__DATA FOR ANALYSIS__.
//! Concurrency bound and exactly-once execution of the dispatcher.

use std::sync::atomic::{AtomicUsize, Ordering};
use std::sync::{Arc, Mutex};
use std::thread;

use tgrid_runtime::{Dispatcher, DispatcherConfig, ScheduleError};
use web_time::Duration;

#[test]
fn eight_workers_twenty_sleeping_tasks() {
    let dispatcher = Dispatcher::new(
        DispatcherConfig::default()
            .with_workers(8)
            .with_queue_capacity(64)
            .with_identity("bound"),
    )
    .unwrap();

    let running = Arc::new(AtomicUsize::new(0));
    let peak = Arc::new(AtomicUsize::new(0));
    let runs = Arc::new(Mutex::new(vec![0u32; 20]));

    for id in 0..20 {
        let running = Arc::clone(&running);
        let peak = Arc::clone(&peak);
        let runs = Arc::clone(&runs);
        dispatcher
            .submit(move || {
                let now = running.fetch_add(1, Ordering::SeqCst) + 1;
                peak.fetch_max(now, Ordering::SeqCst);
                thread::sleep(Duration::from_millis(15));
                running.fetch_sub(1, Ordering::SeqCst);
                runs.lock().unwrap()[id] += 1;
            })
            .unwrap();
    }

    assert!(dispatcher.wait_idle(Duration::from_secs(10)));
    assert!(peak.load(Ordering::SeqCst) <= 8);
    assert!(runs.lock().unwrap().iter().all(|&n| n == 1));

    let stats = dispatcher.stats();
    assert_eq!(stats.completed, 20);
    assert_eq!(stats.panicked, 0);
    assert!(stats.peak_active <= 8);
    assert_eq!(stats.queued, 0);
    assert_eq!(stats.active, 0);
}

#[test]
fn blocking_submit_waits_for_room() {
    let dispatcher = Arc::new(
        Dispatcher::new(
            DispatcherConfig::default()
                .with_workers(1)
                .with_queue_capacity(1)
                .with_idle_interval(Duration::from_millis(5)),
        )
        .unwrap(),
    );
    let (release_tx, release_rx) = std::sync::mpsc::channel::<()>();
    dispatcher
        .submit(move || {
            let _ = release_rx.recv();
        })
        .unwrap();
    // Wait until the worker holds the first task so the queue slot is free.
    let deadline = web_time::Instant::now() + Duration::from_secs(2);
    while dispatcher.stats().active == 0 && web_time::Instant::now() < deadline {
        thread::sleep(Duration::from_millis(1));
    }
    dispatcher.submit(|| {}).unwrap();
    assert!(matches!(
        dispatcher.try_submit(|| {}),
        Err(ScheduleError::QueueFull)
    ));

    let submitted = Arc::new(AtomicUsize::new(0));
    let blocked = {
        let dispatcher = Arc::clone(&dispatcher);
        let submitted = Arc::clone(&submitted);
        thread::spawn(move || {
            dispatcher.submit(|| {}).unwrap();
            submitted.store(1, Ordering::SeqCst);
        })
    };
    thread::sleep(Duration::from_millis(30));
    assert_eq!(submitted.load(Ordering::SeqCst), 0, "submit should block");

    release_tx.send(()).unwrap();
    blocked.join().unwrap();
    assert_eq!(submitted.load(Ordering::SeqCst), 1);
    assert!(dispatcher.wait_idle(Duration::from_secs(2)));
    assert_eq!(dispatcher.stats().completed, 3);
}

#[test]
fn drop_drains_queue() {
    let count = Arc::new(AtomicUsize::new(0));
    {
        let dispatcher = Dispatcher::new(DispatcherConfig::default().with_workers(2)).unwrap();
        for _ in 0..30 {
            let count = Arc::clone(&count);
            dispatcher
                .submit(move || {
                    count.fetch_add(1, Ordering::SeqCst);
                })
                .unwrap();
        }
    }
    assert_eq!(count.load(Ordering::SeqCst), 30);
}
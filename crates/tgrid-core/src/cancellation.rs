#![forbid(unsafe_code)]

//! Cooperative cancellation for timer loops.
//!
//! Every timer-driven loop in tgrid (animation sequences, the drag sampler)
//! is owned by a visual object through a [`CancelSource`]. The loop holds a
//! [`CancelToken`] and sleeps with [`CancelToken::wait_timeout`], so a
//! cancel wakes it immediately instead of after the next tick.
//!
//! ```
//! use tgrid_core::cancellation::CancelSource;
//! use std::time::Duration;
//!
//! let source = CancelSource::new();
//! let token = source.token();
//! let worker = std::thread::spawn(move || {
//!     let mut ticks = 0;
//!     while !token.wait_timeout(Duration::from_millis(5)) {
//!         ticks += 1;
//!     }
//!     ticks
//! });
//! source.cancel();
//! let _ = worker.join();
//! ```

use std::fmt;
use std::sync::atomic::{AtomicBool, Ordering};
use std::sync::{Arc, Condvar, Mutex};

use web_time::{Duration, Instant};

struct Shared {
    cancelled: AtomicBool,
    lock: Mutex<()>,
    wake: Condvar,
}

/// Control side of a cancellation pair.
///
/// Dropping the source does not cancel; owners cancel explicitly on
/// teardown (see `AnimationHandle` and the drag session in the runtime).
pub struct CancelSource {
    shared: Arc<Shared>,
}

/// Observer side of a cancellation pair. Cheap to clone.
#[derive(Clone)]
pub struct CancelToken {
    shared: Arc<Shared>,
}

impl CancelSource {
    pub fn new() -> Self {
        Self {
            shared: Arc::new(Shared {
                cancelled: AtomicBool::new(false),
                lock: Mutex::new(()),
                wake: Condvar::new(),
            }),
        }
    }

    /// A token observing this source.
    pub fn token(&self) -> CancelToken {
        CancelToken {
            shared: Arc::clone(&self.shared),
        }
    }

    /// Request cancellation and wake every waiter. Idempotent.
    pub fn cancel(&self) {
        // Store under the lock so a waiter cannot check the flag and then
        // park after the notification was sent.
        let _guard = self.shared.lock.lock().unwrap_or_else(|e| e.into_inner());
        self.shared.cancelled.store(true, Ordering::Release);
        self.shared.wake.notify_all();
    }

    pub fn is_cancelled(&self) -> bool {
        self.shared.cancelled.load(Ordering::Acquire)
    }
}

impl Default for CancelSource {
    fn default() -> Self {
        Self::new()
    }
}

impl fmt::Debug for CancelSource {
    fn fmt(&self, f: &mut fmt::Formatter<'_>) -> fmt::Result {
        f.debug_struct("CancelSource")
            .field("cancelled", &self.is_cancelled())
            .finish()
    }
}

impl CancelToken {
    #[inline]
    pub fn is_cancelled(&self) -> bool {
        self.shared.cancelled.load(Ordering::Acquire)
    }

    /// Sleep for `duration` or until cancelled.
    ///
    /// Returns `true` if cancelled, `false` if the full duration elapsed.
    /// Spurious wakeups are absorbed.
    pub fn wait_timeout(&self, duration: Duration) -> bool {
        if self.is_cancelled() {
            return true;
        }
        let deadline = Instant::now() + duration;
        let mut guard = self.shared.lock.lock().unwrap_or_else(|e| e.into_inner());
        loop {
            if self.is_cancelled() {
                return true;
            }
            let now = Instant::now();
            if now >= deadline {
                return false;
            }
            let (next, _) = self
                .shared
                .wake
                .wait_timeout(guard, deadline - now)
                .unwrap_or_else(|e| e.into_inner());
            guard = next;
        }
    }
}

impl fmt::Debug for CancelToken {
    fn fmt(&self, f: &mut fmt::Formatter<'_>) -> fmt::Result {
        f.debug_struct("CancelToken")
            .field("cancelled", &self.is_cancelled())
            .finish()
    }
}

__EXERCISE BRIEF__.
Go through the records above and copy each line exactly.

__OUTPUT OF THE TASK__.
//! Concurrency bound and exactly-once execution of the dispatcher.

use std::sync::atomic::{AtomicUsize, Ordering};
use std::sync::{Arc, Mutex};
use std::thread;

use tgrid_runtime::{Dispatcher, DispatcherConfig, ScheduleError};
use web_time::Duration;

#[test]
fn eight_workers_twenty_sleeping_tasks() {
    let dispatcher = Dispatcher::new(
        DispatcherConfig::default()
            .with_workers(8)
            .with_queue_capacity(64)
            .with_identity("bound"),
    )
    .unwrap();

    let running = Arc::new(AtomicUsize::new(0));
    let peak = Arc::new(AtomicUsize::new(0));
    let runs = Arc::new(Mutex::new(vec![0u32; 20]));

    for id in 0..20 {
        let running = Arc::clone(&running);
        let peak = Arc::clone(&peak);
        let runs = Arc::clone(&runs);
        dispatcher
            .submit(move || {
                let now = running.fetch_add(1, Ordering::SeqCst) + 1;
                peak.fetch_max(now, Ordering::SeqCst);
                thread::sleep(Duration::from_millis(15));
                running.fetch_sub(1, Ordering::SeqCst);
                runs.lock().unwrap()[id] += 1;
            })
            .unwrap();
    }

    assert!(dispatcher.wait_idle(Duration::from_secs(10)));
    assert!(peak.load(Ordering::SeqCst) <= 8);
    assert!(runs.lock().unwrap().iter().all(|&n| n == 1));

    let stats = dispatcher.stats();
    assert_eq!(stats.completed, 20);
    assert_eq!(stats.panicked, 0);
    assert!(stats.peak_active <= 8);
    assert_eq!(stats.queued, 0);
    assert_eq!(stats.active, 0);
}

#[test]
fn blocking_submit_waits_for_room() {
    let dispatcher = Arc::new(
        Dispatcher::new(
            DispatcherConfig::default()
                .with_workers(1)
                .with_queue_capacity(1)
                .with_idle_interval(Duration::from_millis(5)),
        )
        .unwrap(),
    );
    let (release_tx, release_rx) = std::sync::mpsc::channel::<()>();
    dispatcher
        .submit(move || {
            let _ = release_rx.recv();
        })
        .unwrap();
    // Wait until the worker holds the first task so the queue slot is free.
    let deadline = web_time::Instant::now() + Duration::from_secs(2);
    while dispatcher.stats().active == 0 && web_time::Instant::now() < deadline {
        thread::sleep(Duration::from_millis(1));
    }
    dispatcher.submit(|| {}).unwrap();
    assert!(matches!(
        dispatcher.try_submit(|| {}),
        Err(ScheduleError::QueueFull)
    ));

    let submitted = Arc::new(AtomicUsize::new(0));
    let blocked = {
        let dispatcher = Arc::clone(&dispatcher);
        let submitted = Arc::clone(&submitted);
        thread::spawn(move || {
            dispatcher.submit(|| {}).unwrap();
            submitted.store(1, Ordering::SeqCst);
        })
    };
    thread::sleep(Duration::from_millis(30));
    assert_eq!(submitted.load(Ordering::SeqCst), 0, "submit should block");

    release_tx.send(()).unwrap();
    blocked.join().unwrap();
    assert_eq!(submitted.load(Ordering::SeqCst), 1);
    assert!(dispatcher.wait_idle(Duration::from_secs(2)));
    assert_eq!(dispatcher.stats().completed, 3);
}

#[test]
fn drop_drains_queue() {
    let count = Arc::new(AtomicUsize::new(0));
    {
        let dispatcher = Dispatcher::new(DispatcherConfig::default().with_workers(2)).unwrap();
        for _ in 0..30 {
            let count = Arc::clone(&count);
            dispatcher
                .submit(move || {
                    count.fetch_add(1, Ordering::SeqCst);
                })
                .unwrap();
        }
    }
    assert_eq!(count.load(Ordering::SeqCst), 30);
}
filename crates/tgrid-core/src/cancellation.rs
#![forbid(unsafe_code)]

//! Cooperative cancellation for timer loops.
//!
//! Every timer-driven loop in tgrid (animation sequences, the drag sampler)
//! is owned by a visual object through a [`CancelSource`]. The loop holds a
//! [`CancelToken`] and sleeps with [`CancelToken::wait_timeout`], so a
//! cancel wakes it immediately instead of after the next tick.
//!
//! ```
//! use tgrid_core::cancellation::CancelSource;
//! use std::time::Duration;
//!
//! let source = CancelSource::new();
//! let token = source.token();
//! let worker = std::thread::spawn(move || {
//!     let mut ticks = 0;
//!     while !token.wait_timeout(Duration::from_millis(5)) {
//!         ticks += 1;
//!     }
//!     ticks
//! });
//! source.cancel();
//! let _ = worker.join();
//! ```

use std::fmt;
use std::sync::atomic::{AtomicBool, Ordering};
use std::sync::{Arc, Condvar, Mutex};

use web_time::{Duration, Instant};

struct Shared {
    cancelled: AtomicBool,
    lock: Mutex<()>,
    wake: Condvar,
}

/// Control side of a cancellation pair.
///
/// Dropping the source does not cancel; owners cancel explicitly on
/// teardown (see `AnimationHandle` and the drag session in the runtime).
pub struct CancelSource {
    shared: Arc<Shared>,
}

/// Observer side of a cancellation pair. Cheap to clone.
#[derive(Clone)]
pub struct CancelToken {
    shared: Arc<Shared>,
}

impl CancelSource {
    pub fn new() -> Self {
        Self {
            shared: Arc::new(Shared {
                cancelled: AtomicBool::new(false),
                lock: Mutex::new(()),
                wake: Condvar::new(),
            }),
        }
    }

    /// A token observing this source.
    pub fn token(&self) -> CancelToken {
        CancelToken {
            shared: Arc::clone(&self.shared),
        }
    }

    /// Request cancellation and wake every waiter. Idempotent.
    pub fn cancel(&self) {
        // Store under the lock so a waiter cannot check the flag and then
        // park after the notification was sent.
        let _guard = self.shared.lock.lock().unwrap_or_else(|e| e.into_inner());
        self.shared.cancelled.store(true, Ordering::Release);
        self.shared.wake.notify_all();
    }

    pub fn is_cancelled(&self) -> bool {
        self.shared.cancelled.load(Ordering::Acquire)
    }
}

impl Default for CancelSource {
    fn default() -> Self {
        Self::new()
    }
}

impl fmt::Debug for CancelSource {
    fn fmt(&self, f: &mut fmt::Formatter<'_>) -> fmt::Result {
        f.debug_struct("CancelSource")
            .field("cancelled", &self.is_cancelled())
            .finish()
    }
}

impl CancelToken {
    #[inline]
    pub fn is_cancelled(&self) -> bool {
        self.shared.cancelled.load(Ordering::Acquire)
    }

    /// Sleep for `duration` or until cancelled.
    ///
    /// Returns `true` if cancelled, `false` if the full duration elapsed.
    /// Spurious wakeups are absorbed.
    pub fn wait_timeout(&self, duration: Duration) -> bool {
        if self.is_cancelled() {
            return true;
        }
        let deadline = Instant::now() + duration;
        let mut guard = self.shared.lock.lock().unwrap_or_else(|e| e.into_inner());
        loop {
            if self.is_cancelled() {
                return true;
            }
            let now = Instant::now();
            if now >= deadline {
                return false;
            }
            let (next, _) = self
                .shared
                .wake
                .wait_timeout(guard, deadline - now)
                .unwrap_or_else(|e| e.into_inner());
            guard = next;
        }
    }
}

impl fmt::Debug for CancelToken {
    fn fmt(&self, f: &mut fmt::Formatter<'_>) -> fmt::Result {
        f.debug_struct("CancelToken")
            .field("cancelled", &self.is_cancelled())
            .finish()
    }
}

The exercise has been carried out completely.